If you’ve stumbled upon my other blog, titled “The Five Staples of Rome,” you would know that this past summer was a whirlwind of highlights I will look back fondly upon for the rest of my life. But you’re probably thinking that this unbelievable experience came at a huge cost that forced me to drain my savings and take out loans. Well, no! Not at all!
1. Fear Not, the Cost is Manageable
Don’t get me wrong, studying abroad is by no means cheap, but there are several ways for students to subsidize the expenses that come along with taking classes and living in a foreign country for almost two months. When I applied to the Viterbi Summer Abroad program in the Fall of 2016, I knew that even if I was accepted, I would not be able to enroll unless I found multiple means of financial aid. I owe a great deal of gratitude to two institutions – the Viterbi School of Engineering and the Benjamin A. Gilman International Scholarship Program for making my summer a reality.
When I received the delightful news that I was accepted, Viterbi considered and granted me need-based aid that covered a substantial chunk of my tuition. I subsequently applied for the Gilman Scholarship, a grant program that enables students of limited financial means to study or intern abroad. The Gilman Scholarship Program is open to U.S. citizen undergraduate students who are receiving Federal Pell Grant funding at a two-year or four-year college or university to participate in study and intern abroad programs worldwide.
The combined aid provided by Gilman and Viterbi made it possible for me to go to Rome without taking out any loans. I was able to cover the costs of tuition, airfare, housing, books, and transportation.
Okay, cost aside, I must have fallen behind on units forcing me to play catch-up for the rest of my years in college.
Nope! I actually got ahead!
2. The Studying Aspect of Studying Abroad
I took two courses abroad – WRIT-340: Advanced Writing Communication, a class all engineers are required to take, and ISE-460: Engineering Economics, an upper-division tech elective for my Biomedical Engineering major. Because I took these two classes during the summer, I was able to free up units to pursue other academic opportunities (i.e. a minor in Computer Programming and the Progressive Degree Program).

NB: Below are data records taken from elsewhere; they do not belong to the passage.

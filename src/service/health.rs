//! Liveness endpoint for container orchestration.

use std::net::SocketAddr;

use axum::{Router, http::StatusCode, routing::get};
use tokio::net::TcpListener;
use tracing::{error, info, instrument};

use crate::base::types::Res;

/// Builds the health router: `GET /health` answers `ok`, anything else is `501`.
pub fn router() -> Router {
    Router::new().route("/health", get(health)).fallback(not_implemented)
}

async fn health() -> (StatusCode, &'static str) {
    (StatusCode::OK, "ok")
}

async fn not_implemented() -> (StatusCode, &'static str) {
    (StatusCode::NOT_IMPLEMENTED, "not implemented")
}

/// Binds `listen` and serves the health router in the background.
///
/// Binding errors are returned to the caller; errors after that are logged.
/// Returns the bound address, which differs from `listen` when port `0` is used.
#[instrument]
pub async fn start(listen: &str) -> Res<SocketAddr> {
    let listener = TcpListener::bind(listen).await.map_err(|e| anyhow::anyhow!("Unable to bind health listener on {}: {}", listen, e))?;
    let addr = listener.local_addr()?;

    info!("Health endpoint listening on {}", addr);

    tokio::spawn(async move {
        if let Err(err) = axum::serve(listener, router()).await {
            error!("Health endpoint stopped: {}", err);
        }
    });

    Ok(addr)
}
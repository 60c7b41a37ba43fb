#![cfg(test)]

use std::{
    io::{Read, Write},
    process::{Command, Stdio},
    time::{Duration, Instant},
};

use chat_hvac::interaction::handlers;

#[test]
fn console_bot_exits_after_shutdown_command() {
    let workdir = tempfile::tempdir().unwrap();

    let mut child = Command::new(env!("CARGO_BIN_EXE_chat-hvac"))
        .args(["--adapter", "console"])
        .current_dir(workdir.path())
        .env("CHAT_HVAC_HEALTH_LISTEN", "127.0.0.1:0")
        .stdin(Stdio::piped())
        .stdout(Stdio::piped())
        .stderr(Stdio::null())
        .spawn()
        .unwrap();

    // Keep stdin open: only the command may stop the bot.
    let mut stdin = child.stdin.take().unwrap();
    stdin.write_all(b"@hvac shutdown\n").unwrap();
    stdin.flush().unwrap();

    let deadline = Instant::now() + Duration::from_secs(10);
    let status = loop {
        if let Some(status) = child.try_wait().unwrap() {
            break status;
        }

        if Instant::now() > deadline {
            child.kill().unwrap();
            panic!("bot still running after the shutdown command");
        }

        std::thread::sleep(Duration::from_millis(50));
    };

    let mut stdout = String::new();
    child.stdout.take().unwrap().read_to_string(&mut stdout).unwrap();

    assert!(status.success());
    assert!(stdout.contains(&format!(">> (stdin) {}", handlers::SHUTDOWN_REPLY)));

    drop(stdin);
}
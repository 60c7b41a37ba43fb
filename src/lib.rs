//! Library root for `chat-hvac`.
//!
//! Chat-hvac is a chat bot that controls a single HVAC unit:
//! - Listens for @-mentions on Slack (or lines typed into a console)
//! - Matches them against an ordered table of commands
//! - Reads or changes the unit's state through its HTTP control API
//! - Replies with the result in the same channel
//!
//! The architecture is built around small traits for the chat platform and the
//! device API, so either side can be swapped or mocked.

#[deny(missing_docs)]
pub mod base;
pub mod interaction;
pub mod runtime;
pub mod service;

use base::{config::Config, types::Void};
use rustls::crypto;
use tracing::{info, warn};

/// Public async entry for the binary crate.
///
/// Sets up necessary services and starts the chat-hvac runtime:
/// - Initializes the crypto provider
/// - Creates the runtime context with the chat and device clients
/// - Runs the dispatcher until a shutdown is requested
pub async fn start(config: Config) -> Void {
    info!("Starting chat-hvac with the {} adapter ...", config.adapter);

    // Start the crypto provider.
    if crypto::ring::default_provider().install_default().is_err() {
        warn!("A crypto provider was already installed.");
    }

    // Initialize the runtime.
    let runtime = runtime::Runtime::new(config).await?;

    // Start the runtime.
    runtime.start().await?;

    info!("Stopped.");

    Ok(())
}
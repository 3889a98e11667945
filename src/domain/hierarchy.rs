//! Turns a flat list of page paths into a sub page hierarchy.

use std::collections::HashMap;

use generational_arena::{Arena, Index};
use itertools::Itertools;
use tracing::{debug, instrument, trace};

use crate::domain::page::{Page, SEGMENT_SEPARATOR};

/// Arena slot holding a page while the hierarchy is under construction.
#[derive(Debug)]
struct Slot {
    path: String,
    children: Vec<Index>,
}

/// Constructs a forest of [`Page`]s from slash delimited paths.
///
/// Pages live in an arena while being built and are looked up by path
/// through an index, so a child never needs a reference to its parent.
/// Ancestors implied by a deeper path are synthesized on the fly.
/// The first occurrence of a path wins; later ones are ignored.
#[derive(Debug, Default)]
pub struct HierarchyBuilder {
    arena: Arena<Slot>,
    /// All pages, indexed by path
    index: HashMap<String, Index>,
    /// Top level pages, in insertion order
    top_level: Vec<Index>,
}

impl HierarchyBuilder {
    pub fn new() -> Self {
        Self::default()
    }

    /// Number of distinct pages added so far, synthesized ancestors included.
    pub fn len(&self) -> usize {
        self.index.len()
    }

    pub fn is_empty(&self) -> bool {
        self.index.is_empty()
    }

    /// Adds one path, creating any missing ancestors first.
    ///
    /// Walks the proper prefixes of `path` left to right, then the path
    /// itself, attaching each one to the page of the previous prefix.
    #[instrument(level = "trace", skip(self))]
    pub fn add_path(&mut self, path: &str) {
        let ends = path
            .match_indices(SEGMENT_SEPARATOR)
            .map(|(pos, _)| pos)
            .chain(std::iter::once(path.len()));

        let mut parent = None;
        for end in ends {
            parent = Some(self.ensure_page(parent, &path[..end]));
        }
    }

    /// Consumes the builder and returns the top level pages with their subtrees.
    pub fn finish(mut self) -> Vec<Page> {
        let top_level = std::mem::take(&mut self.top_level);
        top_level
            .into_iter()
            .filter_map(|idx| self.take_page(idx))
            .collect()
    }

    /// Index of the page at `path`, inserted under `parent` if not yet known.
    fn ensure_page(&mut self, parent: Option<Index>, path: &str) -> Index {
        if let Some(&idx) = self.index.get(path) {
            return idx;
        }
        let idx = self.arena.insert(Slot {
            path: path.to_string(),
            children: Vec::new(),
        });
        self.index.insert(path.to_string(), idx);
        match parent {
            Some(parent) => self.arena[parent].children.push(idx),
            None => self.top_level.push(idx),
        }
        trace!("ensure_page: added {}", path);
        idx
    }

    fn take_page(&mut self, idx: Index) -> Option<Page> {
        let slot = self.arena.remove(idx)?;
        let children = slot
            .children
            .into_iter()
            .filter_map(|child| self.take_page(child))
            .collect();
        Some(Page::with_children(slot.path, children))
    }
}

/// Builds the hierarchy for the given paths, in input order.
///
/// The returned pages are the top level pages: every path without a `/`,
/// plus the synthesized first segment of every deeper path.
pub fn build_hierarchy<I, S>(paths: I) -> Vec<Page>
where
    I: IntoIterator<Item = S>,
    S: AsRef<str>,
{
    let mut builder = HierarchyBuilder::new();
    for path in paths {
        builder.add_path(path.as_ref());
    }
    let page_count = builder.len();
    let pages = builder.finish();
    debug!(
        "build_hierarchy: {} pages, top level: [{}]",
        page_count,
        pages.iter().map(|p| p.path.as_str()).join(", ")
    );
    pages
}
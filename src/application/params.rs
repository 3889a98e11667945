//! Parser for the raw `key=value` parameters of a list request.
//!
//! Recognized parameters:
//! - `page`: page whose sub pages are listed (a leading bare value also counts)
//! - `intro`: text placed before the list
//! - `default`: text when there are no sub pages, `-` for no output at all
//! - `showpage`: include the page itself (yes/no)
//! - `limit`: maximum number of sub pages, non-negative
//! - `wrap`: enclose the list in a container (yes/no)

use tracing::{debug, warn};

use crate::application::renderer::{Fallback, RenderOptions};
use crate::application::{ApplicationError, ApplicationResult};

/// `default` value that suppresses output for pages without sub pages.
pub const NO_OUTPUT_SENTINEL: &str = "-";

/// A parsed list request: the raw target title plus its render options.
#[derive(Debug, Clone, PartialEq, Eq)]
pub struct ListRequest {
    pub page: String,
    pub options: RenderOptions,
}

/// Parses raw parameters on top of `defaults`.
pub fn parse_params<S: AsRef<str>>(
    raw: &[S],
    defaults: &RenderOptions,
) -> ApplicationResult<ListRequest> {
    let mut page: Option<String> = None;
    let mut options = defaults.clone();

    for (position, param) in raw.iter().enumerate() {
        let param = param.as_ref();
        let Some((key, value)) = param.split_once('=') else {
            if position == 0 && page.is_none() {
                page = Some(param.trim().to_string());
            } else {
                warn!("ignoring parameter without name: {:?}", param);
            }
            continue;
        };

        let value = value.trim();
        match key.trim().to_lowercase().as_str() {
            "page" => page = Some(value.to_string()),
            "intro" => options.intro = value.to_string(),
            "default" => {
                options.fallback = if value == NO_OUTPUT_SENTINEL {
                    Fallback::Nothing
                } else {
                    Fallback::Text(value.to_string())
                }
            }
            "showpage" => options.include_root = parse_bool("showpage", value)?,
            "limit" => options.max_entries = parse_limit(value)?,
            "wrap" => options.wrap = parse_bool("wrap", value)?,
            other => warn!("ignoring unknown parameter: {}", other),
        }
    }

    let page = page
        .filter(|p| !p.is_empty())
        .ok_or_else(|| ApplicationError::invalid_parameter("page", "missing required parameter"))?;

    debug!("parse_params: page={:?} options={:?}", page, options);
    Ok(ListRequest { page, options })
}

/// Parses a yes/no style flag.
pub fn parse_bool(name: &str, value: &str) -> ApplicationResult<bool> {
    match value.to_lowercase().as_str() {
        "yes" | "true" | "on" | "1" => Ok(true),
        "no" | "false" | "off" | "0" => Ok(false),
        _ => Err(ApplicationError::invalid_parameter(
            name,
            format!("expected yes or no, got {:?}", value),
        )),
    }
}

/// Parses a sub page limit; empty means unlimited.
pub fn parse_limit(value: &str) -> ApplicationResult<Option<usize>> {
    if value.is_empty() {
        return Ok(None);
    }
    let limit: i64 = value.parse().map_err(|_| {
        ApplicationError::invalid_parameter("limit", format!("not a number: {:?}", value))
    })?;
    usize::try_from(limit)
        .map(Some)
        .map_err(|_| ApplicationError::invalid_parameter("limit", "must not be negative"))
}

Now some of you may wonder, “That’s great, but wouldn’t you rather have interned during the summer and accumulated work experience?”
No, and here’s why:
3. I Wouldn’t Trade the Memories for the World
I have come to realize that I will never have an opportunity quite like this ever again in my life – an adventure across the world with 41 other young, ambitious, curious, and thrill-seeking individuals. The collective experience of discovering and familiarizing ourselves with an entirely new culture is something we will never be able to recreate. I will be in the work force for the rest of my life and while I am excited to travel in the future, there is no way I can coordinate a trip of this nature and magnitude. Viterbi runs one of the best, well-organized, and developed study abroad programs at USC. This was an opportunity I couldn’t overlook.
I’m beyond thankful I had the privilege to take two months out of my busy life to appreciate a different part of the world. I didn’t anticipate that studying abroad would have such a profound impact on my friendships, outlooks, and mindset. I can say with certainty that the memories and feelings I accumulated while abroad in the summer of 2017 will positively shape my future experiences for the rest of my life.